Specifically, the first moisture measurement module 60 is provided separately and measures the amount of moisture contained in sand (sand scheduled to be input into the hopper) around the metal fire site, or is placed inside the hopper 10 and inputs it into the hopper 10. The moisture content of sand can be measured. Here, a moisture content meter may be applied as the first moisture measurement module 60.

The drying time calculation unit 70 calculates the drying time in proportion to the measured moisture content of the sand, so that the drying process can be performed for a longer time as the moisture content of the sand input into the hopper 10 is higher. Here, the drying time calculated by the drying time calculation unit 70 may be calculated differently depending on conditions such as the size of the dry sand injection device and the output temperature of each heating wire provided for drying sand.

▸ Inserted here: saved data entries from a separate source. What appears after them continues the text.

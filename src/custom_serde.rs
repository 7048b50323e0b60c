use serde::{ser::SerializeMap, Serialize, Serializer};

use crate::json::value::{Number, Value};

impl Serialize for Number {
    fn serialize<S>(&self, serializer: S) -> Result<S::Ok, S::Error>
    where
        S: Serializer,
    {
        match self {
            Number::Integer(n) => serializer.serialize_i64(*n),
            Number::Float(n) => serializer.serialize_f64(*n),
        }
    }
}

impl Serialize for Value {
    fn serialize<S>(&self, serializer: S) -> Result<S::Ok, S::Error>
    where
        S: Serializer,
    {
        match self {
            Value::Null => serializer.serialize_unit(),
            Value::Bool(b) => serializer.serialize_bool(*b),
            Value::Number(n) => n.serialize(serializer),
            Value::String(s) => serializer.serialize_str(s),
            Value::Array(values) => values.serialize(serializer),
            Value::Object(map) => {
                let mut state = serializer.serialize_map(Some(map.len()))?;
                for (key, value) in map {
                    state.serialize_entry(key, value)?;
                }
                state.end()
            }
        }
    }
}

#[cfg(test)]
mod test_custom_serde {
    use crate::json::value::Map;

    use super::*;

    #[test]
    fn test_serializes_nested_values() {
        let mut inner = Map::new();
        inner.insert("z".to_string(), Value::String("last\\n".to_string()));
        let mut map = Map::new();
        map.insert("inner".to_string(), Value::Object(inner));
        map.insert(
            "list".to_string(),
            Value::Array(vec![
                Value::Number(Number::Integer(-3)),
                Value::Number(Number::Float(0.25)),
            ]),
        );
        let serialized = serde_json::to_string(&Value::Object(map)).unwrap();
        assert_eq!(serialized, r#"{"inner":{"z":"last\\n"},"list":[-3,0.25]}"#);
    }

    #[test]
    fn test_serializes_non_finite_floats_as_null() {
        let serialized = serde_json::to_string(&Value::Number(Number::Float(f64::INFINITY)));
        assert_eq!(serialized.unwrap(), "null");
    }
}
use crate::symbol::symbol::BindingPower;

// Binding powers
pub const DEFAULT_BINDING_POWER: BindingPower = 0;

// Parser
pub const DEFAULT_MAX_DEPTH: usize = 128;

// Tokenizer
pub const DEFAULT_ERROR_CONTEXT_LENGTH: usize = 32;
pub const WHOLE_MATCH: usize = 0;

// JSON symbols
pub const JSON_NUMBER: &str = "jsonNumber";
pub const JSON_STRING: &str = "jsonString";
pub const NULL: &str = "null";
pub const TRUE: &str = "true";
pub const FALSE: &str = "false";
pub const COMMA: &str = ",";
pub const COLON: &str = ":";
pub const LEFT_BRACKET: &str = "[";
pub const RIGHT_BRACKET: &str = "]";
pub const LEFT_BRACE: &str = "{";
pub const RIGHT_BRACE: &str = "}";

// JSON lexical grammar
pub const JSON_NUMBER_PATTERN: &str = r"-?(?:0|[1-9][0-9]*)(?:\.[0-9]+)?(?:[eE][+-]?[0-9]+)?\b";
pub const JSON_STRING_PATTERN: &str =
    r#""((?:\\"|\\\\|\\/|\\b|\\f|\\n|\\r|\\t|[^"])*?)""#;
pub const JSON_STRING_VALUE_GROUP: usize = 1;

When the drying time is calculated, the transfer control unit 80 may control the operation of the transfer module 20 so that the drying time of the sand on the transfer module 20 is adjusted according to the calculated drying time. Specifically, the transfer control unit 80 may control the transfer speed of the transfer module 20 by controlling the rotational speed of the transfer screw (21 in FIG. 5) that transfers sand from the transfer module 20.

When the drying time is calculated, the transfer control unit 80 may control the transfer speed of the transfer module 20 so that the sand can be dried during the drying time calculated by the transfer module 20. For a specific example, assuming that sand is dried in the transfer module 20 and the length of the transfer drying section is 1 m, and the calculated drying time is 10 seconds, the transfer control unit 80 determines that the sand is dried on the transfer module 20. The transfer speed of the transfer module 20 can be controlled to 0.1 m/s so that it can be dried for 10 seconds.

At this time, the degree of drying of the sand on the transfer module 20 may be determined not only by the transfer speed of the sand but also by the transfer amount per unit time. Therefore, the dry sand injection device according to this embodiment can adjust the amount of sand flowing into the transfer module 20 per unit time depending on the moisture content of the sand.

Specifically, a gate valve (11 in FIG. 4) may be placed at the bottom of the hopper 10 to control the amount of sand discharged to the bottom. A more detailed description of the hopper 10 including the gate valve is shown in FIG. 4. This will be described later with reference to .

In order to control the amount of sand per unit time flowing into the transfer module 20 by controlling the degree of opening of the gate valve, the dry sand injection device according to the present embodiment may be provided with a hopper control unit 90. The hopper control unit 90 controls the opening degree of the hopper 10 by operating the gate valve of the hopper 10 according to the moisture content of the sand introduced into the hopper 10, thereby controlling the sand per unit time flowing into the transfer module 20. The amount can be adjusted.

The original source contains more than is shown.